▶ Work instruction:
Retype word for word the lines of the data below, from the first to the one bearing "use super::entry::build_filmography;", with that one included.

Records excerpted from a collection
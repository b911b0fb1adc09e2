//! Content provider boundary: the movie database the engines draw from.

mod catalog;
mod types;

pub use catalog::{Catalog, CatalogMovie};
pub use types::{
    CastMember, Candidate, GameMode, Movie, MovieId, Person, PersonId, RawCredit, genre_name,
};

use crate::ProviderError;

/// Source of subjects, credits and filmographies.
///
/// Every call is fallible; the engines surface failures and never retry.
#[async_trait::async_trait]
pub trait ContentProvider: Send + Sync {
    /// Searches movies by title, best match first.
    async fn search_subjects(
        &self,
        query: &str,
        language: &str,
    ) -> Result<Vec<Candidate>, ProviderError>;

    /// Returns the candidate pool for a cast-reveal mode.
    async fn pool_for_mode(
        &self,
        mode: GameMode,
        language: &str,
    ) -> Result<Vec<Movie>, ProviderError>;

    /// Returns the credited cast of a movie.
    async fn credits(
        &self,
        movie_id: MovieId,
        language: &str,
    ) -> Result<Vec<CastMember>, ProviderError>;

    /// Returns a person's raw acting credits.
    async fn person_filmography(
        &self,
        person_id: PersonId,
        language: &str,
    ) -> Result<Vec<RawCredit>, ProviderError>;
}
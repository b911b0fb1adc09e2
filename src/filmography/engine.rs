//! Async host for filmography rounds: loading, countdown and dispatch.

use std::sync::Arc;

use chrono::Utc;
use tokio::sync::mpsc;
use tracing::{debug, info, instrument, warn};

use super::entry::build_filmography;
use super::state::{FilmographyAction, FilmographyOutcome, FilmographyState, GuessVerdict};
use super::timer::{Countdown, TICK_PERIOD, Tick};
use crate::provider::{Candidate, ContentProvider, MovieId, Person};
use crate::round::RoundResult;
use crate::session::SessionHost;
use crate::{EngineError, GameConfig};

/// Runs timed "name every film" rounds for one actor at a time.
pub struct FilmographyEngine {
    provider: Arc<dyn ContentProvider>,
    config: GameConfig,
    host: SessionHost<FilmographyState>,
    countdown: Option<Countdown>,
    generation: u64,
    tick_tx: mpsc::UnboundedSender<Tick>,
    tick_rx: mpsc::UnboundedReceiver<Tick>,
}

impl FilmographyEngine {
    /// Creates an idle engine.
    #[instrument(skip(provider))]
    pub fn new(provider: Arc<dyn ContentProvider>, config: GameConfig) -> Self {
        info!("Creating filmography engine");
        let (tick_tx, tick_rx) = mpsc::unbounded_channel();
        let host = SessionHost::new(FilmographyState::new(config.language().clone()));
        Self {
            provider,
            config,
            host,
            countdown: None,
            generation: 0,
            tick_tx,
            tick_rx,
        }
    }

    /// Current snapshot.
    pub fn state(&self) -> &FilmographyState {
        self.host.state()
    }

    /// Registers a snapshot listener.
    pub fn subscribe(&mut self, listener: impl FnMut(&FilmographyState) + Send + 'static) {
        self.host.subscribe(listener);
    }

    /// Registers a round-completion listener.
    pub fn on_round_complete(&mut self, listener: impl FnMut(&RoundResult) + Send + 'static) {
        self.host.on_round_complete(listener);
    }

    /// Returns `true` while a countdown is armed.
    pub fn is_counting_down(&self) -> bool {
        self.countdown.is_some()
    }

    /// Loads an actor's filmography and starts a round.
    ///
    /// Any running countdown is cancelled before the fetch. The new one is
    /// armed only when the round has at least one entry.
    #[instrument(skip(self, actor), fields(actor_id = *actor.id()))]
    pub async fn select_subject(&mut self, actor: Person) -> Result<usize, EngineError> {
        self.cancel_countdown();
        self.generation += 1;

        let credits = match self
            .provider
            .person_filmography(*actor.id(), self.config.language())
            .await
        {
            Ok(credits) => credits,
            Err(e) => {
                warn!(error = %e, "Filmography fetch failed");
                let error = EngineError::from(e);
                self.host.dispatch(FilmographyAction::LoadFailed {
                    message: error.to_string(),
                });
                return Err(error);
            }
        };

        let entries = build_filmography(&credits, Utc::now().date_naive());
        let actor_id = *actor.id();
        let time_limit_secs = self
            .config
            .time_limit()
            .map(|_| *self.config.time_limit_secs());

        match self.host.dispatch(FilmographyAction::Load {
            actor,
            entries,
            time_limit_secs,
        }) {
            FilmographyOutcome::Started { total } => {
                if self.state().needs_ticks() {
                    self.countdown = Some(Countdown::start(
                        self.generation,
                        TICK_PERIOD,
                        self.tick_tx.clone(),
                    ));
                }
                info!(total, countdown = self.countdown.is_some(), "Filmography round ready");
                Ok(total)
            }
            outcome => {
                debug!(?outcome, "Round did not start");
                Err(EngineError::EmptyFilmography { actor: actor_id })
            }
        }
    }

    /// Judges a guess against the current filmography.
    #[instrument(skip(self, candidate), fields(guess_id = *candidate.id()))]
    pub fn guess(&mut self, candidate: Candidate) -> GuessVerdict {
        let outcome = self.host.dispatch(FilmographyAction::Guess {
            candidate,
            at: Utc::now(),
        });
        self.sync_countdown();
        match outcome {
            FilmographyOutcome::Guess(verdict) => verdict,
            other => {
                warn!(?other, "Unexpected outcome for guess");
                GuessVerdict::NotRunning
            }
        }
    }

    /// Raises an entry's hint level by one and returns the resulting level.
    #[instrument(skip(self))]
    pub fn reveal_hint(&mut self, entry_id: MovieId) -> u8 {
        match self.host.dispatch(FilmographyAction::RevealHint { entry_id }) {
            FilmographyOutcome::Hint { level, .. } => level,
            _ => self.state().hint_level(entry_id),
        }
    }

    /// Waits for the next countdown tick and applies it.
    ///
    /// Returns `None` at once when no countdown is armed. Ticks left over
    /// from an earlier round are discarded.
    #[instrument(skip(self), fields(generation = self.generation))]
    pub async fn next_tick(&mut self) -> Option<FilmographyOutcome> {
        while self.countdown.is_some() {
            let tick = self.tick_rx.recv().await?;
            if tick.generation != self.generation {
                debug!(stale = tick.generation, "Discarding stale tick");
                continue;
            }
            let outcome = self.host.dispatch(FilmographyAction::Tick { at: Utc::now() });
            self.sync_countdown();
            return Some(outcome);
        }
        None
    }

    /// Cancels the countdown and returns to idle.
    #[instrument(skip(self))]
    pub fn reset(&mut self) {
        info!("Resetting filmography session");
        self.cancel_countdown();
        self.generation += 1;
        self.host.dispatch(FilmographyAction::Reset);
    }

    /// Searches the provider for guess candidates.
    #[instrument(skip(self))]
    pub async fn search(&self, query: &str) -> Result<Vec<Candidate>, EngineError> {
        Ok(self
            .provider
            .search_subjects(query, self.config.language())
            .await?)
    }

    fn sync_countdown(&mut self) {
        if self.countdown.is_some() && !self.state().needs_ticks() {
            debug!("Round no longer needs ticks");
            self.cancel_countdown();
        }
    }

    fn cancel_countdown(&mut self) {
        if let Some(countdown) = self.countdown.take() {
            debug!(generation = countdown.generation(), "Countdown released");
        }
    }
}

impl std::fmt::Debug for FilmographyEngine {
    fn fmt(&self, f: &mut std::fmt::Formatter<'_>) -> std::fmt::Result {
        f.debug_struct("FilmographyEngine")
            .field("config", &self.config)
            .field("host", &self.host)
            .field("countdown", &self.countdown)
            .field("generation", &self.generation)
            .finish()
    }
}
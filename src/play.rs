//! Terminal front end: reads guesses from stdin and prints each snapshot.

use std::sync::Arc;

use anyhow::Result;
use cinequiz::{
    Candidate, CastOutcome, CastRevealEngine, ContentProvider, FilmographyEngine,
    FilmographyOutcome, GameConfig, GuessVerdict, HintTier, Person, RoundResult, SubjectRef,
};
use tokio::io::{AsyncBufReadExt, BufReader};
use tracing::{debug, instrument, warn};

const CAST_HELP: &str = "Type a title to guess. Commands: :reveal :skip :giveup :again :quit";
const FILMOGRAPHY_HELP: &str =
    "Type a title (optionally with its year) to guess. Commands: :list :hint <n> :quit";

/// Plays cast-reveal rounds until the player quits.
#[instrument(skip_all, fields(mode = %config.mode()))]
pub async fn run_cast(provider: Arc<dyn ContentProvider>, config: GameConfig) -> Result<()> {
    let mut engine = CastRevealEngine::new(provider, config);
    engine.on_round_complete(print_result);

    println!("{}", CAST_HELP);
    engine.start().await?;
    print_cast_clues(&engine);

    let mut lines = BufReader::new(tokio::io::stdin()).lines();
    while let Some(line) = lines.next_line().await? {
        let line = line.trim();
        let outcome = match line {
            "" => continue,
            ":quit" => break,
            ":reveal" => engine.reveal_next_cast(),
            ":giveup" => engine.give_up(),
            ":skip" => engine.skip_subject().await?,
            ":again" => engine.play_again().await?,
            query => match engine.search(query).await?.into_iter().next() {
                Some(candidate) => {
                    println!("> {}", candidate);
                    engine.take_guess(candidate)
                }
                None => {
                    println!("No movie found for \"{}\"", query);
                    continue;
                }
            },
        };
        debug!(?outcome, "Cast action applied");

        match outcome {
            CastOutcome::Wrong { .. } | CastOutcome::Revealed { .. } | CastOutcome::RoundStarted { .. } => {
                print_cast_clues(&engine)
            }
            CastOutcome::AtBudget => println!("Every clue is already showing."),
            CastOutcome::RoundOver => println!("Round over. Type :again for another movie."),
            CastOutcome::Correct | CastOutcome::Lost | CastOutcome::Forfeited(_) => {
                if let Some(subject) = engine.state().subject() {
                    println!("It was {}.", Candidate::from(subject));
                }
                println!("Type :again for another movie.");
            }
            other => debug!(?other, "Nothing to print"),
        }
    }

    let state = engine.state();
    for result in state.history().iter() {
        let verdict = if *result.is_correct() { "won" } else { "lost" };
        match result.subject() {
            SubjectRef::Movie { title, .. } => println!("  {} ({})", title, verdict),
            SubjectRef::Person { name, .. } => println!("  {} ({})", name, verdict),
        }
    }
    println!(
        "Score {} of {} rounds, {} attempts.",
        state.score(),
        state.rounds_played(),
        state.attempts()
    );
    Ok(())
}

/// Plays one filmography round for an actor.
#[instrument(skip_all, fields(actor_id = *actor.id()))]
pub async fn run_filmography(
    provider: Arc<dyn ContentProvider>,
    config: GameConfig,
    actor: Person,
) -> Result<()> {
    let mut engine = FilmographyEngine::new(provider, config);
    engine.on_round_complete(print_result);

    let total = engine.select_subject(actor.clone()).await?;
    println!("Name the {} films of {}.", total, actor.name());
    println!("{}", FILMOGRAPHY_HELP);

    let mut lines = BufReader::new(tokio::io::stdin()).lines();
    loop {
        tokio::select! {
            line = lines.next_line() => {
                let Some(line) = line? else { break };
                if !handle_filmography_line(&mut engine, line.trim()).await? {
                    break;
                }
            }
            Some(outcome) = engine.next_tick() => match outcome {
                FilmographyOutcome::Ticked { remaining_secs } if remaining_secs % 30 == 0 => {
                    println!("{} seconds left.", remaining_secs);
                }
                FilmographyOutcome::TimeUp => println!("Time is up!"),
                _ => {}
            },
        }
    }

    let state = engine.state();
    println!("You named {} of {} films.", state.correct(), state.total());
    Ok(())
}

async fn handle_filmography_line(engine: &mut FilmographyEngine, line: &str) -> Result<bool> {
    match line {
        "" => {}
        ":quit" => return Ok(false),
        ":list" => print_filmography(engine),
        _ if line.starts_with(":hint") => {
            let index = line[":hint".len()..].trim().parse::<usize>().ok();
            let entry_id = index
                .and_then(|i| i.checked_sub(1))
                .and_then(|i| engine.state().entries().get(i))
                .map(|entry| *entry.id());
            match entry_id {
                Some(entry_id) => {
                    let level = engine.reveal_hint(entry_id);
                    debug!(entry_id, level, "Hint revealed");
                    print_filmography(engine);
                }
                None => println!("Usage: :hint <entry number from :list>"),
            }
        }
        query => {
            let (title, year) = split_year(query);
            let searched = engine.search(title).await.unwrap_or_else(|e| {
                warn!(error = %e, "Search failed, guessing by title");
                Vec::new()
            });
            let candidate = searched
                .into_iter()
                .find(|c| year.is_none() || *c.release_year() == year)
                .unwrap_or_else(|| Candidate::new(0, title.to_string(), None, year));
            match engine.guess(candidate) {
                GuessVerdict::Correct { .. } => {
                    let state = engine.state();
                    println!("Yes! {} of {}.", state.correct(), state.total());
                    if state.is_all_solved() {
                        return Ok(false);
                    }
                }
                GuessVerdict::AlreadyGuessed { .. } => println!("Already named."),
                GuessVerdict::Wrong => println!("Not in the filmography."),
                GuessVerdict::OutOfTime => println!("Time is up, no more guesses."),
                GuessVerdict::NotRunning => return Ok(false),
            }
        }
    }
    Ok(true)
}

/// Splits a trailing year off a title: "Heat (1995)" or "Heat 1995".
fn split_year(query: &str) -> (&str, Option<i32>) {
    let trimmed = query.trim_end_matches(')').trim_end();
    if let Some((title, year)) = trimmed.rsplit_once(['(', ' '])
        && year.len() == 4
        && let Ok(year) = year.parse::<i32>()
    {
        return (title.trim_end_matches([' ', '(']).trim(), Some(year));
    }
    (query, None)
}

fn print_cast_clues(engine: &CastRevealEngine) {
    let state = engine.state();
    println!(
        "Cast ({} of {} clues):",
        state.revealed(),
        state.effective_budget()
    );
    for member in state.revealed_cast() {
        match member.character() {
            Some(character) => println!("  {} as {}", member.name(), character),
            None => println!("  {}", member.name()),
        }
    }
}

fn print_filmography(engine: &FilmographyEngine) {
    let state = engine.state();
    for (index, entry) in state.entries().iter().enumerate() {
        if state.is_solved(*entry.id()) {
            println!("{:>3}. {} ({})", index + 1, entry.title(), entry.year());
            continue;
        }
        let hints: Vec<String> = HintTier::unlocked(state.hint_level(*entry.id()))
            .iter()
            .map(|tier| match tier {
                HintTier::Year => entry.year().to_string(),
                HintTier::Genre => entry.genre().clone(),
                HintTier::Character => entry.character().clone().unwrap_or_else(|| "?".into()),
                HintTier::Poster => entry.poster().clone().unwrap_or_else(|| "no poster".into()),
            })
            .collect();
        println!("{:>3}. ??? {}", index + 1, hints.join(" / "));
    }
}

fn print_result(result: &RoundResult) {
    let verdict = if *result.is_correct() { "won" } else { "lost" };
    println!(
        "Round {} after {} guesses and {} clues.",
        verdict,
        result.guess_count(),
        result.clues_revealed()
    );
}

▶ Exercise solution:
repository b911b0fb1adc09e2
//! Content provider boundary: the movie database the engines draw from.

mod catalog;
mod types;

pub use catalog::{Catalog, CatalogMovie};
pub use types::{
    CastMember, Candidate, GameMode, Movie, MovieId, Person, PersonId, RawCredit, genre_name,
};

use crate::ProviderError;

/// Source of subjects, credits and filmographies.
///
/// Every call is fallible; the engines surface failures and never retry.
#[async_trait::async_trait]
pub trait ContentProvider: Send + Sync {
    /// Searches movies by title, best match first.
    async fn search_subjects(
        &self,
        query: &str,
        language: &str,
    ) -> Result<Vec<Candidate>, ProviderError>;

    /// Returns the candidate pool for a cast-reveal mode.
    async fn pool_for_mode(
        &self,
        mode: GameMode,
        language: &str,
    ) -> Result<Vec<Movie>, ProviderError>;

    /// Returns the credited cast of a movie.
    async fn credits(
        &self,
        movie_id: MovieId,
        language: &str,
    ) -> Result<Vec<CastMember>, ProviderError>;

    /// Returns a person's raw acting credits.
    async fn person_filmography(
        &self,
        person_id: PersonId,
        language: &str,
    ) -> Result<Vec<RawCredit>, ProviderError>;
}
repository b911b0fb1adc09e2
filename src/filmography/engine.rs
//! Async host for filmography rounds: loading, countdown and dispatch.

use std::sync::Arc;

use chrono::Utc;
use tokio::sync::mpsc;
use tracing::{debug, info, instrument, warn};

use super::entry::build_filmography;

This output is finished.